Searching his bedroom, the police found violent computer games — in which, experts say, players digitally clothe and arm themselves for combat — plus brutal videos and play weapons that fire small yellow pellets, said Siegfried Mahler of the Stuttgart prosecutors' office. And they were trying to verify the authenticity of a reported posting to a chat room in which someone warned of an attack on a school in Winnenden. The killer graduated last year from the school where the attacks took place.

Rather than speak of a specific motive, investigators described Kretschmer as a classic case of a conflicted young man who wreaked havoc in real life after savoring imaginary violence in the digital world.

"If we had known this in advance, we would have called him a prototype of a rampager," said Erwin Hetger, the chief of police in Baden-Württemberg, the southeastern German state where the crimes took place.

Of the 12 people Kretschmer killed at the school, 8 were girls, 3 were female teachers and one was a male student. Several were killed with carefully placed shots to the head. After killing an employee of a clinic for the mentally ill, he sprayed at least 13 rounds to kill two people at a Volkswagen dealership before turning the gun on himself.

Prosecutors said they could file criminal charges against the shooter's parents for failing to secure the pistol that he used, as required by German law. The gun was a 9-millimeter Beretta pistol that his father kept unsecured in a bedroom; other firearms owned by his father were under lock and key, the authorities said.

After a shooting seven years ago at a school in Erfurt in the east of the country, German teachers and police officers were trained to respond to violent episodes. That training was on display minutes after the shooting began Wednesday. And on Thursday, offers of help came in from people who had experienced the aftermath of the Erfurt shooting.

But a consensus was building that even the best plans could not prevent every emergency.

"We did a lot in Germany," said Christine Alt, director of the school in Erfurt where the shooting took place. "But it seems we will never find a recipe that is 100 percent effective."

The Internet posting that was being investigated was reported by the father of a youth identified only as Bernd, according to the police.
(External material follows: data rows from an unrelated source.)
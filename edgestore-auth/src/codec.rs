//! The `edgestore-ctx` cookie codec.
//!
//! The context is wrapped in a JWT (`ctx`, `iat`, `exp`, `jti`, `iss`, `aud`)
//! and the JWT is then sealed with AES-256-GCM, so the cookie is both opaque
//! and tamper-evident. Layout: `base64url(nonce || ciphertext)`. The signing
//! and encryption keys are derived separately from the one configured secret.

use std::sync::Arc;

use aes_gcm::{
    aead::{Aead, AeadCore, KeyInit, OsRng},
    Aes256Gcm, Key, Nonce,
};
use base64::{engine::general_purpose, Engine as _};
use chrono::{DateTime, Utc};
use edgestore_core::ContextCodec;
use serde_json::{json, Value};
use uuid::Uuid;

use crate::error::ContextError;
use crate::jwt::{default_signer, JwtSigner};
use crate::options::JwtContextOptions;

const NONCE_LEN: usize = 12;

#[derive(Clone)]
pub struct JwtContextCodec {
    options: JwtContextOptions,
    cipher: Aes256Gcm,
    signer: Arc<dyn JwtSigner>,
}

impl std::fmt::Debug for JwtContextCodec {
    fn fmt(&self, f: &mut std::fmt::Formatter<'_>) -> std::fmt::Result {
        f.debug_struct("JwtContextCodec")
            .field("options", &self.options)
            .finish_non_exhaustive()
    }
}

impl JwtContextCodec {
    pub fn new(options: JwtContextOptions) -> Self {
        let cipher = Aes256Gcm::new(Key::<Aes256Gcm>::from_slice(&options.encryption_key));
        Self {
            options,
            cipher,
            signer: default_signer(),
        }
    }

    pub fn from_env() -> Result<Self, ContextError> {
        Ok(Self::new(JwtContextOptions::from_env()?))
    }

    pub fn options(&self) -> &JwtContextOptions {
        &self.options
    }

    pub(crate) fn seal_at(&self, ctx: &Value, now: DateTime<Utc>) -> Result<String, ContextError> {
        let iat = now.timestamp();
        let exp = iat + self.options.max_age.as_secs() as i64;
        let claims = json!({
            "ctx": ctx,
            "iat": iat,
            "exp": exp,
            "jti": Uuid::new_v4().to_string(),
            "iss": self.options.issuer,
            "aud": self.options.audience,
        });
        let jwt = self.signer.sign(&self.options, &claims)?;

        let nonce = Aes256Gcm::generate_nonce(&mut OsRng);
        let ciphertext = self
            .cipher
            .encrypt(&nonce, jwt.as_bytes())
            .map_err(|_| ContextError::Encrypt)?;

        let mut combined = nonce.to_vec();
        combined.extend_from_slice(&ciphertext);
        Ok(general_purpose::URL_SAFE_NO_PAD.encode(&combined))
    }

    pub fn seal_value(&self, ctx: &Value) -> Result<String, ContextError> {
        self.seal_at(ctx, Utc::now())
    }

    pub fn open_value(&self, token: &str) -> Result<Value, ContextError> {
        let combined = general_purpose::URL_SAFE_NO_PAD
            .decode(token.trim())
            .map_err(|_| ContextError::Malformed)?;
        if combined.len() <= NONCE_LEN {
            return Err(ContextError::Truncated);
        }

        let (nonce, ciphertext) = combined.split_at(NONCE_LEN);
        let plaintext = self
            .cipher
            .decrypt(Nonce::from_slice(nonce), ciphertext)
            .map_err(|_| ContextError::Decrypt)?;
        let jwt = String::from_utf8(plaintext).map_err(|_| ContextError::Malformed)?;

        let mut claims = self.signer.verify(&self.options, &jwt)?;
        if claims.get("jti").and_then(Value::as_str).is_none() {
            return Err(ContextError::Jwt("missing jti".into()));
        }
        match claims.get_mut("ctx").map(Value::take) {
            Some(ctx) => Ok(ctx),
            None => Err(ContextError::Jwt("missing ctx claim".into())),
        }
    }
}

impl ContextCodec for JwtContextCodec {
    fn seal(&self, ctx: &Value) -> anyhow::Result<String> {
        Ok(self.seal_value(ctx)?)
    }

    fn open(&self, token: &str) -> anyhow::Result<Value> {
        self.open_value(token).map_err(|e| {
            tracing::debug!(error = %e, "rejected context token");
            e.into()
        })
    }
}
Bernd's information indicated that someone on the site had written: "I have weapons and will go to my old school and really burn them up. I might get out alive, but you will certainly hear about me tomorrow. Remember the name Winnenden."
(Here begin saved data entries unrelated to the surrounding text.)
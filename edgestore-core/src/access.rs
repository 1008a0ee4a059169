//! Access-control expressions.
//!
//! A boolean predicate tree over session-context fields. Leaves compare one
//! context field against a literal or against a resolved path segment:
//!
//! ```rust
//! use edgestore_core::access::{field, path_ref, AccessControl};
//!
//! // owner may touch their own files, admins may touch anything
//! let rule = AccessControl::or([
//!     field("userId").eq(path_ref("owner")).into(),
//!     field("role").eq("admin").into(),
//! ]);
//! assert_eq!(
//!     rule.to_json(),
//!     serde_json::json!({ "OR": [{ "userId": { "path": "owner" } }, { "role": "admin" }] })
//! );
//! ```
//!
//! Evaluation is request-scoped: context and path values are passed in on
//! every call and nothing is cached.

use std::cmp::Ordering;

use serde_json::{json, Map, Value};
use thiserror::Error;

use crate::types::PathValue;

#[derive(Debug, Clone, Error, PartialEq, Eq)]
pub enum AccessControlError {
    #[error("access rule references unknown context field `{0}`")]
    UnknownContextField(String),

    #[error("access rule references unknown path segment `{0}`")]
    UnknownPathSegment(String),
}

/// Right-hand side of a comparison.
#[derive(Debug, Clone, PartialEq)]
pub enum Operand {
    Literal(Value),
    /// `{ path: <segment> }`: the resolved value of a path segment.
    Path(String),
}

/// Reference a path segment by name.
pub fn path_ref(segment: impl Into<String>) -> Operand {
    Operand::Path(segment.into())
}

impl From<&str> for Operand {
    fn from(v: &str) -> Self {
        Operand::Literal(Value::String(v.to_string()))
    }
}

impl From<String> for Operand {
    fn from(v: String) -> Self {
        Operand::Literal(Value::String(v))
    }
}

impl From<i32> for Operand {
    fn from(v: i32) -> Self {
        Operand::Literal(Value::from(v))
    }
}

impl From<i64> for Operand {
    fn from(v: i64) -> Self {
        Operand::Literal(Value::from(v))
    }
}

impl From<u64> for Operand {
    fn from(v: u64) -> Self {
        Operand::Literal(Value::from(v))
    }
}

impl From<f64> for Operand {
    fn from(v: f64) -> Self {
        Operand::Literal(Value::from(v))
    }
}

impl From<bool> for Operand {
    fn from(v: bool) -> Self {
        Operand::Literal(Value::Bool(v))
    }
}

impl From<Value> for Operand {
    fn from(v: Value) -> Self {
        Operand::Literal(v)
    }
}

#[derive(Debug, Clone, PartialEq)]
pub enum Condition {
    Eq(Operand),
    Lt(Operand),
    Lte(Operand),
    Gt(Operand),
    Gte(Operand),
    Contains(Operand),
    In(Vec<Operand>),
    Not(Operand),
}

impl Condition {
    fn op_name(&self) -> &'static str {
        match self {
            Condition::Eq(_) => "eq",
            Condition::Lt(_) => "lt",
            Condition::Lte(_) => "lte",
            Condition::Gt(_) => "gt",
            Condition::Gte(_) => "gte",
            Condition::Contains(_) => "contains",
            Condition::In(_) => "in",
            Condition::Not(_) => "not",
        }
    }

    fn operands(&self) -> Vec<&Operand> {
        match self {
            Condition::In(list) => list.iter().collect(),
            Condition::Eq(o)
            | Condition::Lt(o)
            | Condition::Lte(o)
            | Condition::Gt(o)
            | Condition::Gte(o)
            | Condition::Contains(o)
            | Condition::Not(o) => vec![o],
        }
    }
}

/// Predicate tree. `Not` holds when none of its children hold.
#[derive(Debug, Clone, PartialEq)]
pub enum AccessControl {
    And(Vec<AccessControl>),
    Or(Vec<AccessControl>),
    Not(Vec<AccessControl>),
    Field {
        key: String,
        conditions: Vec<Condition>,
    },
}

/// Start a leaf predicate on a context field.
pub fn field(key: impl Into<String>) -> FieldRule {
    FieldRule {
        key: key.into(),
        conditions: Vec::new(),
    }
}

/// Builder for a leaf; every added comparison must hold.
#[derive(Debug, Clone, PartialEq)]
pub struct FieldRule {
    key: String,
    conditions: Vec<Condition>,
}

impl FieldRule {
    fn with(mut self, c: Condition) -> Self {
        self.conditions.push(c);
        self
    }

    pub fn eq(self, v: impl Into<Operand>) -> Self {
        self.with(Condition::Eq(v.into()))
    }
    pub fn lt(self, v: impl Into<Operand>) -> Self {
        self.with(Condition::Lt(v.into()))
    }
    pub fn lte(self, v: impl Into<Operand>) -> Self {
        self.with(Condition::Lte(v.into()))
    }
    pub fn gt(self, v: impl Into<Operand>) -> Self {
        self.with(Condition::Gt(v.into()))
    }
    pub fn gte(self, v: impl Into<Operand>) -> Self {
        self.with(Condition::Gte(v.into()))
    }
    pub fn contains(self, v: impl Into<Operand>) -> Self {
        self.with(Condition::Contains(v.into()))
    }
    pub fn is_in<I, V>(self, values: I) -> Self
    where
        I: IntoIterator<Item = V>,
        V: Into<Operand>,
    {
        self.with(Condition::In(values.into_iter().map(Into::into).collect()))
    }
    pub fn not(self, v: impl Into<Operand>) -> Self {
        self.with(Condition::Not(v.into()))
    }
}

impl From<FieldRule> for AccessControl {
    fn from(rule: FieldRule) -> Self {
        AccessControl::Field {
            key: rule.key,
            conditions: rule.conditions,
        }
    }
}

impl AccessControl {
    pub fn and<I: IntoIterator<Item = AccessControl>>(rules: I) -> Self {
        AccessControl::And(rules.into_iter().collect())
    }

    pub fn or<I: IntoIterator<Item = AccessControl>>(rules: I) -> Self {
        AccessControl::Or(rules.into_iter().collect())
    }

    pub fn not<I: IntoIterator<Item = AccessControl>>(rules: I) -> Self {
        AccessControl::Not(rules.into_iter().collect())
    }

    /// Every path segment name referenced through `{ path }`.
    pub fn referenced_segments(&self) -> Vec<&str> {
        let mut out = Vec::new();
        self.collect_segments(&mut out);
        out
    }

    fn collect_segments<'a>(&'a self, out: &mut Vec<&'a str>) {
        match self {
            AccessControl::And(c) | AccessControl::Or(c) | AccessControl::Not(c) => {
                c.iter().for_each(|r| r.collect_segments(out))
            }
            AccessControl::Field { conditions, .. } => {
                for op in conditions.iter().flat_map(Condition::operands) {
                    if let Operand::Path(seg) = op {
                        out.push(seg.as_str());
                    }
                }
            }
        }
    }

    /// Evaluate against a live context object and resolved path.
    pub fn evaluate(&self, ctx: &Value, path: &[PathValue]) -> Result<bool, AccessControlError> {
        match self {
            AccessControl::And(rules) => {
                for r in rules {
                    if !r.evaluate(ctx, path)? {
                        return Ok(false);
                    }
                }
                Ok(true)
            }
            AccessControl::Or(rules) => {
                for r in rules {
                    if r.evaluate(ctx, path)? {
                        return Ok(true);
                    }
                }
                Ok(false)
            }
            AccessControl::Not(rules) => {
                for r in rules {
                    if r.evaluate(ctx, path)? {
                        return Ok(false);
                    }
                }
                Ok(true)
            }
            AccessControl::Field { key, conditions } => {
                let actual = ctx
                    .get(key.as_str())
                    .ok_or_else(|| AccessControlError::UnknownContextField(key.clone()))?;
                for c in conditions {
                    if !check(actual, c, path)? {
                        return Ok(false);
                    }
                }
                Ok(true)
            }
        }
    }

    /// Wire form: `{ OR: [...] }`, `{ field: literal }`, `{ field: { path } }`, `{ field: { gt: .. } }`.
    pub fn to_json(&self) -> Value {
        match self {
            AccessControl::And(c) => json!({ "AND": c.iter().map(Self::to_json).collect::<Vec<_>>() }),
            AccessControl::Or(c) => json!({ "OR": c.iter().map(Self::to_json).collect::<Vec<_>>() }),
            AccessControl::Not(c) => json!({ "NOT": c.iter().map(Self::to_json).collect::<Vec<_>>() }),
            AccessControl::Field { key, conditions } => {
                let value = match conditions.as_slice() {
                    [Condition::Eq(op)] => operand_json(op),
                    _ => {
                        let mut m = Map::new();
                        for c in conditions {
                            let v = match c {
                                Condition::In(list) => {
                                    Value::Array(list.iter().map(operand_json).collect())
                                }
                                other => operand_json(other.operands()[0]),
                            };
                            m.insert(c.op_name().to_string(), v);
                        }
                        Value::Object(m)
                    }
                };
                let mut m = Map::new();
                m.insert(key.clone(), value);
                Value::Object(m)
            }
        }
    }
}

fn operand_json(op: &Operand) -> Value {
    match op {
        Operand::Literal(v) => v.clone(),
        Operand::Path(seg) => json!({ "path": seg }),
    }
}

fn operand_value(op: &Operand, path: &[PathValue]) -> Result<Value, AccessControlError> {
    match op {
        Operand::Literal(v) => Ok(v.clone()),
        Operand::Path(seg) => path
            .iter()
            .find(|p| &p.key == seg)
            .map(|p| Value::String(p.value.clone()))
            .ok_or_else(|| AccessControlError::UnknownPathSegment(seg.clone())),
    }
}

fn check(actual: &Value, c: &Condition, path: &[PathValue]) -> Result<bool, AccessControlError> {
    Ok(match c {
        Condition::Eq(op) => loose_eq(actual, &operand_value(op, path)?),
        Condition::Not(op) => !loose_eq(actual, &operand_value(op, path)?),
        Condition::Lt(op) => compare(actual, &operand_value(op, path)?) == Some(Ordering::Less),
        Condition::Lte(op) => matches!(
            compare(actual, &operand_value(op, path)?),
            Some(Ordering::Less | Ordering::Equal)
        ),
        Condition::Gt(op) => compare(actual, &operand_value(op, path)?) == Some(Ordering::Greater),
        Condition::Gte(op) => matches!(
            compare(actual, &operand_value(op, path)?),
            Some(Ordering::Greater | Ordering::Equal)
        ),
        Condition::Contains(op) => {
            let needle = operand_value(op, path)?;
            match actual {
                Value::Array(items) => items.iter().any(|i| loose_eq(i, &needle)),
                Value::String(s) => scalar_string(&needle).is_some_and(|n| s.contains(n.as_str())),
                _ => false,
            }
        }
        Condition::In(list) => {
            let mut hit = false;
            for op in list {
                if loose_eq(actual, &operand_value(op, path)?) {
                    hit = true;
                    break;
                }
            }
            hit
        }
    })
}

fn scalar_string(v: &Value) -> Option<String> {
    match v {
        Value::String(s) => Some(s.clone()),
        Value::Number(n) => Some(n.to_string()),
        Value::Bool(b) => Some(b.to_string()),
        _ => None,
    }
}

// Path values are always strings, so `42` and `"42"` must compare equal.
fn loose_eq(a: &Value, b: &Value) -> bool {
    if a == b {
        return true;
    }
    match (scalar_string(a), scalar_string(b)) {
        (Some(x), Some(y)) => x == y,
        _ => false,
    }
}

fn compare(a: &Value, b: &Value) -> Option<Ordering> {
    let (x, y) = (scalar_string(a)?, scalar_string(b)?);
    match (x.parse::<f64>(), y.parse::<f64>()) {
        (Ok(x), Ok(y)) => x.partial_cmp(&y),
        _ => Some(x.cmp(&y)),
    }
}

#[cfg(test)]
mod tests {
    use super::*;

    fn owner(v: &str) -> Vec<PathValue> {
        vec![PathValue::new("owner", v)]
    }

    #[test]
    fn path_reference_compares_against_resolved_segment() {
        let rule: AccessControl = field("userId").eq(path_ref("owner")).into();
        let ctx = json!({ "userId": 42, "role": "user" });
        assert!(rule.evaluate(&ctx, &owner("42")).unwrap());
        assert!(!rule.evaluate(&ctx, &owner("43")).unwrap());
    }

    #[test]
    fn combinators() {
        let rule = AccessControl::and([
            AccessControl::or([
                field("role").eq("admin").into(),
                field("userId").eq(path_ref("owner")).into(),
            ]),
            AccessControl::not([field("banned").eq(true).into()]),
        ]);
        let admin = json!({ "role": "admin", "userId": 1, "banned": false });
        let banned_owner = json!({ "role": "user", "userId": 2, "banned": true });
        assert!(rule.evaluate(&admin, &owner("2")).unwrap());
        assert!(!rule.evaluate(&banned_owner, &owner("2")).unwrap());
    }

    #[test]
    fn comparisons() {
        let ctx = json!({ "level": 5, "groups": ["a", "b"], "email": "x@corp.io" });
        let ok = |r: FieldRule| AccessControl::from(r).evaluate(&ctx, &[]).unwrap();
        assert!(ok(field("level").gt(3).lte(5)));
        assert!(!ok(field("level").lt(5)));
        assert!(ok(field("groups").contains("b")));
        assert!(ok(field("email").contains("@corp.io")));
        assert!(ok(field("level").is_in([1_i64, 5])));
        assert!(ok(field("level").not(4)));
    }

    #[test]
    fn unknown_context_field_is_an_error() {
        let rule: AccessControl = field("tenant").eq("x").into();
        let err = rule.evaluate(&json!({ "userId": 1 }), &[]).unwrap_err();
        assert_eq!(err, AccessControlError::UnknownContextField("tenant".into()));
    }

    #[test]
    fn json_form() {
        let rule: AccessControl = field("level").gte(2).is_in(["a", "b"]).into();
        assert_eq!(rule.to_json(), json!({ "level": { "gte": 2, "in": ["a", "b"] } }));
        assert_eq!(
            AccessControl::not([field("x").eq(path_ref("p")).into()]).referenced_segments(),
            vec!["p"]
        );
    }
}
The police appeared confident of the posting's authenticity early in the day. Later, after the Web site that they named denied that there had been such a posting, the police said they were investigating that new information.

Some German officials said that some people always slipped through the system undetected.

"We need to recognize that there is no such thing as absolute security; that we cannot simply prevent everything," Volker Kauder, the leader of the conservative bloc in Parliament, told German public radio. Wolfgang Schäuble, the interior minister who is in a wheelchair after being partly paralyzed by a bullet to the spine in an October 1990 assassination attempt, played down the need to tighten already tough gun laws.

But with the computer having played such a role in the young man's life, the Winnenden shootings seem likely to renew a debate in Germany over banning violent video games.

"These games basically program the minds of young men a thousand times over," said Alina Wilms, a psychologist involved in treating people affected by the Erfurt shooting, who advocates a ban. "If ever it were going to be possible," she said, "then now."